## Your assignment
Your answer should contain every line of the records, transcribed word for word.

## Data shown
/*!
 * Terminology check backed by a user-supplied glossary.
 *
 * For each glossary pair, every occurrence of the source term must be
 * matched by at least as many occurrences of the target term in the
 * translation. Matching is case-sensitive substring counting.
 */

use std::path::Path;

use anyhow::{Context, Result};
use serde::{Deserialize, Serialize};

use crate::qa::checks::excerpt;
use crate::qa::service::{CheckKind, QaIssue, Severity};

/// One glossary pair
#[derive(Debug, Clone, PartialEq, Serialize, Deserialize)]
pub struct GlossaryEntry {
    /// Term as it appears in the source language
    pub source_term: String,
    /// Required rendering in the target language
    pub target_term: String,
}

/// A terminology glossary
#[derive(Debug, Clone, Default, Serialize, Deserialize)]
pub struct Glossary {
    /// Glossary pairs, checked independently
    pub entries: Vec<GlossaryEntry>,
}

impl Glossary {
    /// Create an empty glossary
    pub fn new() -> Self {
        Glossary::default()
    }

    /// Add a pair to the glossary
    pub fn add(&mut self, source_term: impl Into<String>, target_term: impl Into<String>) {
        self.entries.push(GlossaryEntry {
            source_term: source_term.into(),
            target_term: target_term.into(),
        });
    }

    /// Whether the glossary holds no pairs
    pub fn is_empty(&self) -> bool {
        self.entries.is_empty()
    }

    /// Number of pairs
    pub fn len(&self) -> usize {
        self.entries.len()
    }

    /// Load a glossary from a JSON file
    pub fn from_json_file(path: impl AsRef<Path>) -> Result<Self> {
        let path = path.as_ref();
        let content = std::fs::read_to_string(path)
            .with_context(|| format!("Failed to read glossary file: {}", path.display()))?;
        serde_json::from_str(&content)
            .with_context(|| format!("Failed to parse glossary file: {}", path.display()))
    }
}

/// Check one segment pair against the glossary
pub fn check_terminology(
    segment_id: &str,
    source: &str,
    target: &str,
    glossary: &Glossary,
) -> Vec<QaIssue> {
    if source.is_empty() || target.is_empty() {
        return Vec::new();
    }

    let mut issues = Vec::new();
    for entry in &glossary.entries {
        if entry.source_term.is_empty() || entry.target_term.is_empty() {
            continue;
        }
        let expected = source.matches(entry.source_term.as_str()).count();
        if expected == 0 {
            continue;
        }
        let found = target.matches(entry.target_term.as_str()).count();
        if found < expected {
            issues.push(QaIssue {
                segment_id: segment_id.to_string(),
                check: CheckKind::Terminology,
                severity: Severity::Warning,
                message: format!(
                    "Term '{}' appears {} time(s) in source but '{}' appears only {} time(s) in target",
                    entry.source_term, expected, entry.target_term, found
                ),
                source_excerpt: excerpt(source, 50, false),
                target_excerpt: excerpt(target, 50, false),
            });
        }
    }
    issues
}
/*!
 * # xliffedit - Segment-level editing for bilingual XLIFF documents
 *
 * A Rust library for reading, editing, and checking translation-memory
 * documents that store bilingual segments as mixed XML content.
 *
 * ## Features
 *
 * - Extract segments with clean text and tag-placeholder text
 * - Edit segment targets as flat text ({5}...{/5}, {x:5}) with full
 *   tag validation against the original inline-tag inventory
 * - Rebuild structurally faithful element subtrees from edited text
 * - Run deterministic QA checks over source/target pairs
 * - Optional spell checking through an external backend
 * - Crash-atomic saves preserving BOM and declaration bytes
 *
 * ## Architecture
 *
 * The library is organized in these main modules:
 * - `xml_tree`: owned mixed-content element tree over quick-xml
 * - `codec`: the segment codec:
 *   - `codec::walker`: element -> (clean text, tagged text, tag catalog)
 *   - `codec::tokens`: total placeholder tokenizer
 *   - `codec::validator`: token stream vs. captured catalog
 *   - `codec::rebuilder`: validated tokens -> element subtree
 * - `document_store`: open documents, segment lookup/extraction/update,
 *   atomic save
 * - `qa`: QA rule engine and aggregator
 * - `providers`: spelling backend clients (LanguageTool, mock)
 * - `app_config`: configuration management
 * - `language_utils`: ISO language code utilities
 * - `errors`: custom error types for the application
 *
 * ## License
 *
 * This project is licensed under the MIT License
 */

// Global lints configuration
// These lints will be allowed but not auto-fixed
#![allow(clippy::uninlined_format_args)]
#![allow(clippy::redundant_closure_for_method_calls)]

// Public modules
pub mod app_config;
pub mod codec;
pub mod document_store;
pub mod errors;
pub mod language_utils;
pub mod providers;
pub mod qa;
pub mod xml_tree;

// Re-export main types for easier usage
pub use app_config::Config;
pub use codec::{TagCatalog, TagValidation, Token, decode, rebuild, validate, walk_segment};
pub use document_store::{
    ConfirmationLevel, DocumentLimits, Segment, UpdateOutcome, UpdateStatus, XliffDocument,
};
pub use errors::{AppError, DocumentError, SpellingError};
pub use providers::{Misspelling, SpellingProvider};
pub use qa::{Glossary, QaConfig, QaIssue, QaReport, QaService};
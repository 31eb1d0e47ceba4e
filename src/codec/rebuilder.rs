/*!
 * Tree rebuilder: materializes an element subtree from a validated token
 * stream and the segment's tag catalog.
 *
 * The rebuilt subtree keeps the original container's tag name and
 * attributes. Inline tags are instantiated from their catalog templates
 * (name, attributes, namespace prefix). The rebuilder never panics on
 * malformed input even though the validator is expected to have rejected
 * it: unknown ids are skipped, surplus closes are ignored, and unclosed
 * tags are closed at end of stream.
 */

use crate::codec::tokens::Token;
use crate::codec::walker::TagCatalog;
use crate::xml_tree::{Element, Node};

/// Build a replacement subtree for a segment container from decoded
/// placeholder tokens.
pub fn rebuild(container: &Element, tokens: &[Token], catalog: &TagCatalog) -> Element {
    let root = Element::with_attributes(container.name.clone(), container.attributes.clone());
    let mut stack: Vec<Element> = vec![root];

    for token in tokens {
        match token {
            Token::Text(text) => {
                if let Some(top) = stack.last_mut() {
                    top.push_text(text);
                }
            }
            Token::Open(id) => {
                if let Some(template) = catalog.get(id) {
                    stack.push(instantiate(&template.element));
                }
            }
            Token::Close(_) => {
                // Defensive no-op at the root: never pop the container
                if stack.len() > 1 {
                    close_top(&mut stack);
                }
            }
            Token::SelfClosing(id) => {
                if let Some(template) = catalog.get(id) {
                    if let Some(top) = stack.last_mut() {
                        top.children.push(Node::Element(instantiate(&template.element)));
                    }
                }
            }
        }
    }

    // Close anything the stream left open
    while stack.len() > 1 {
        close_top(&mut stack);
    }

    stack.pop().unwrap_or_else(|| Element::new(container.name.clone()))
}

/// Instantiate a fresh, empty element from a catalog template
fn instantiate(template: &Element) -> Element {
    Element::with_attributes(template.name.clone(), template.attributes.clone())
}

fn close_top(stack: &mut Vec<Element>) {
    if let Some(finished) = stack.pop() {
        if let Some(parent) = stack.last_mut() {
            parent.children.push(Node::Element(finished));
        }
    }
}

## Task response
/*!
 * Terminology check backed by a user-supplied glossary.
 *
 * For each glossary pair, every occurrence of the source term must be
 * matched by at least as many occurrences of the target term in the
 * translation. Matching is case-sensitive substring counting.
 */

use std::path::Path;

use anyhow::{Context, Result};
use serde::{Deserialize, Serialize};

use crate::qa::checks::excerpt;
use crate::qa::service::{CheckKind, QaIssue, Severity};

/// One glossary pair
#[derive(Debug, Clone, PartialEq, Serialize, Deserialize)]
pub struct GlossaryEntry {
    /// Term as it appears in the source language
    pub source_term: String,
    /// Required rendering in the target language
    pub target_term: String,
}

/// A terminology glossary
#[derive(Debug, Clone, Default, Serialize, Deserialize)]
pub struct Glossary {
    /// Glossary pairs, checked independently
    pub entries: Vec<GlossaryEntry>,
}

impl Glossary {
    /// Create an empty glossary
    pub fn new() -> Self {
        Glossary::default()
    }

    /// Add a pair to the glossary
    pub fn add(&mut self, source_term: impl Into<String>, target_term: impl Into<String>) {
        self.entries.push(GlossaryEntry {
            source_term: source_term.into(),
            target_term: target_term.into(),
        });
    }

    /// Whether the glossary holds no pairs
    pub fn is_empty(&self) -> bool {
        self.entries.is_empty()
    }

    /// Number of pairs
    pub fn len(&self) -> usize {
        self.entries.len()
    }

    /// Load a glossary from a JSON file
    pub fn from_json_file(path: impl AsRef<Path>) -> Result<Self> {
        let path = path.as_ref();
        let content = std::fs::read_to_string(path)
            .with_context(|| format!("Failed to read glossary file: {}", path.display()))?;
        serde_json::from_str(&content)
            .with_context(|| format!("Failed to parse glossary file: {}", path.display()))
    }
}

/// Check one segment pair against the glossary
pub fn check_terminology(
    segment_id: &str,
    source: &str,
    target: &str,
    glossary: &Glossary,
) -> Vec<QaIssue> {
    if source.is_empty() || target.is_empty() {
        return Vec::new();
    }

    let mut issues = Vec::new();
    for entry in &glossary.entries {
        if entry.source_term.is_empty() || entry.target_term.is_empty() {
            continue;
        }
        let expected = source.matches(entry.source_term.as_str()).count();
        if expected == 0 {
            continue;
        }
        let found = target.matches(entry.target_term.as_str()).count();
        if found < expected {
            issues.push(QaIssue {
                segment_id: segment_id.to_string(),
                check: CheckKind::Terminology,
                severity: Severity::Warning,
                message: format!(
                    "Term '{}' appears {} time(s) in source but '{}' appears only {} time(s) in target",
                    entry.source_term, expected, entry.target_term, found
                ),
                source_excerpt: excerpt(source, 50, false),
                target_excerpt: excerpt(target, 50, false),
            });
        }
    }
    issues
}
/*!
 * # xliffedit - Segment-level editing for bilingual XLIFF documents
 *
 * A Rust library for reading, editing, and checking translation-memory
 * documents that store bilingual segments as mixed XML content.
 *
 * ## Features
 *
 * - Extract segments with clean text and tag-placeholder text
 * - Edit segment targets as flat text ({5}...{/5}, {x:5}) with full
 *   tag validation against the original inline-tag inventory
 * - Rebuild structurally faithful element subtrees from edited text
 * - Run deterministic QA checks over source/target pairs
 * - Optional spell checking through an external backend
 * - Crash-atomic saves preserving BOM and declaration bytes
 *
 * ## Architecture
 *
 * The library is organized in these main modules:
 * - `xml_tree`: owned mixed-content element tree over quick-xml
 * - `codec`: the segment codec:
 *   - `codec::walker`: element -> (clean text, tagged text, tag catalog)
 *   - `codec::tokens`: total placeholder tokenizer
 *   - `codec::validator`: token stream vs. captured catalog
 *   - `codec::rebuilder`: validated tokens -> element subtree
 * - `document_store`: open documents, segment lookup/extraction/update,
 *   atomic save
 * - `qa`: QA rule engine and aggregator
 * - `providers`: spelling backend clients (LanguageTool, mock)
 * - `app_config`: configuration management
 * - `language_utils`: ISO language code utilities
 * - `errors`: custom error types for the application
 *
 * ## License
 *
 * This project is licensed under the MIT License
 */

// Global lints configuration
// These lints will be allowed but not auto-fixed
#![allow(clippy::uninlined_format_args)]
#![allow(clippy::redundant_closure_for_method_calls)]

// Public modules
pub mod app_config;
pub mod codec;
pub mod document_store;
pub mod errors;
pub mod language_utils;
pub mod providers;
pub mod qa;
pub mod xml_tree;

// Re-export main types for easier usage
pub use app_config::Config;
pub use codec::{TagCatalog, TagValidation, Token, decode, rebuild, validate, walk_segment};
pub use document_store::{
    ConfirmationLevel, DocumentLimits, Segment, UpdateOutcome, UpdateStatus, XliffDocument,
};
pub use errors::{AppError, DocumentError, SpellingError};
pub use providers::{Misspelling, SpellingProvider};
pub use qa::{Glossary, QaConfig, QaIssue, QaReport, QaService};
repository 31eb1d0e47ceba4e
filename src/codec/rebuilder.rs
/*!
 * Tree rebuilder: materializes an element subtree from a validated token
 * stream and the segment's tag catalog.
 *
 * The rebuilt subtree keeps the original container's tag name and
 * attributes. Inline tags are instantiated from their catalog templates
 * (name, attributes, namespace prefix). The rebuilder never panics on
 * malformed input even though the validator is expected to have rejected
 * it: unknown ids are skipped, surplus closes are ignored, and unclosed
 * tags are closed at end of stream.
 */

use crate::codec::tokens::Token;
use crate::codec::walker::TagCatalog;
use crate::xml_tree::{Element, Node};

/// Build a replacement subtree for a segment container from decoded
/// placeholder tokens.
pub fn rebuild(container: &Element, tokens: &[Token], catalog: &TagCatalog) -> Element {
    let root = Element::with_attributes(container.name.clone(), container.attributes.clone());
    let mut stack: Vec<Element> = vec![root];

    for token in tokens {
        match token {
            Token::Text(text) => {
                if let Some(top) = stack.last_mut() {
                    top.push_text(text);
                }
            }
            Token::Open(id) => {
                if let Some(template) = catalog.get(id) {
                    stack.push(instantiate(&template.element));
                }
            }
            Token::Close(_) => {
                // Defensive no-op at the root: never pop the container
                if stack.len() > 1 {
                    close_top(&mut stack);
                }
            }
            Token::SelfClosing(id) => {
                if let Some(template) = catalog.get(id) {
                    if let Some(top) = stack.last_mut() {
                        top.children.push(Node::Element(instantiate(&template.element)));
                    }
                }
            }
        }
    }

    // Close anything the stream left open
    while stack.len() > 1 {
        close_top(&mut stack);
    }

    stack.pop().unwrap_or_else(|| Element::new(container.name.clone()))
}

/// Instantiate a fresh, empty element from a catalog template
fn instantiate(template: &Element) -> Element {
    Element::with_attributes(template.name.clone(), template.attributes.clone())
}

fn close_top(stack: &mut Vec<Element>) {
    if let Some(finished) = stack.pop() {
        if let Some(parent) = stack.last_mut() {
            parent.children.push(Node::Element(finished));
        }
    }
}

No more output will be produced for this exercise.